## AIM OF THE EXERCISE:
Repeat all of the records verbatim.
*** INPUT DATA
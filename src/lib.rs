#![deny(clippy::all)]
#![warn(clippy::pedantic)]
#![warn(clippy::nursery)]
#![warn(clippy::cargo)]
#![warn(clippy::perf)]
#![warn(clippy::complexity)]
#![warn(clippy::style)]
#![allow(clippy::multiple_crate_versions)]

use std::sync::Arc;

use anyhow::{Context, Result};
use tokio_util::sync::CancellationToken;
use tracing::info;

use config::Settings;
use observer::{RunObserver, RunSummary};
use pipeline::Pipeline;

pub mod config;
pub mod dialect;
pub mod fetch;
pub mod listing;
pub mod merge;
pub mod observer;
pub mod parser;
pub mod pipeline;
pub mod sanitize;
pub mod util;

/// Reads the locator list, gathers every stream and writes the deduplicated listing.
///
/// Failing locators only shrink the output. Cancelling `ct` stops fetching early but
/// the listing is still written with what was merged so far.
///
/// # Errors
/// Errors when the locator list can't be read (nothing is fetched and the output is left
/// untouched), when the HTTP client can't be built or when the output or report can't be
/// written
pub async fn harvest(
    settings: &Settings,
    observer: Arc<dyn RunObserver>,
    ct: &CancellationToken,
) -> Result<RunSummary> {
    let locators = listing::read_locators(&settings.input).await?;

    let pipeline = Pipeline::new(settings.pipeline.clone())
        .context("Building HTTP client")?
        .with_observer(observer);
    let harvest = pipeline.run_until(&locators, ct).await;

    listing::write_entries(&settings.output, &harvest.entries, settings.format).await?;
    info!(
        "Wrote {} entries to {}",
        harvest.entries.len(),
        settings.output.display()
    );

    if let Some(path) = &settings.report {
        listing::write_report(path, &harvest.reports).await?;
        info!(
            "Wrote the status of {} locators to {}",
            harvest.reports.len(),
            path.display()
        );
    }

    Ok(harvest.summary)
}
******
## ANSWER FOR THIS EXERCISE:
filename src/lib.rs
#![deny(clippy::all)]
#![warn(clippy::pedantic)]
#![warn(clippy::nursery)]
#![warn(clippy::cargo)]
#![warn(clippy::perf)]
#![warn(clippy::complexity)]
#![warn(clippy::style)]
#![allow(clippy::multiple_crate_versions)]

use std::sync::Arc;

use anyhow::{Context, Result};
use tokio_util::sync::CancellationToken;
use tracing::info;

use config::Settings;
use observer::{RunObserver, RunSummary};
use pipeline::Pipeline;

pub mod config;
pub mod dialect;
pub mod fetch;
pub mod listing;
pub mod merge;
pub mod observer;
pub mod parser;
pub mod pipeline;
pub mod sanitize;
pub mod util;

/// Reads the locator list, gathers every stream and writes the deduplicated listing.
///
/// Failing locators only shrink the output. Cancelling `ct` stops fetching early but
/// the listing is still written with what was merged so far.
///
/// # Errors
/// Errors when the locator list can't be read (nothing is fetched and the output is left
/// untouched), when the HTTP client can't be built or when the output or report can't be
/// written
pub async fn harvest(
    settings: &Settings,
    observer: Arc<dyn RunObserver>,
    ct: &CancellationToken,
) -> Result<RunSummary> {
    let locators = listing::read_locators(&settings.input).await?;

    let pipeline = Pipeline::new(settings.pipeline.clone())
        .context("Building HTTP client")?
        .with_observer(observer);
    let harvest = pipeline.run_until(&locators, ct).await;

    listing::write_entries(&settings.output, &harvest.entries, settings.format).await?;
    info!(
        "Wrote {} entries to {}",
        harvest.entries.len(),
        settings.output.display()
    );

    if let Some(path) = &settings.report {
        listing::write_report(path, &harvest.reports).await?;
        info!(
            "Wrote the status of {} locators to {}",
            harvest.reports.len(),
            path.display()
        );
    }

    Ok(harvest.summary)
}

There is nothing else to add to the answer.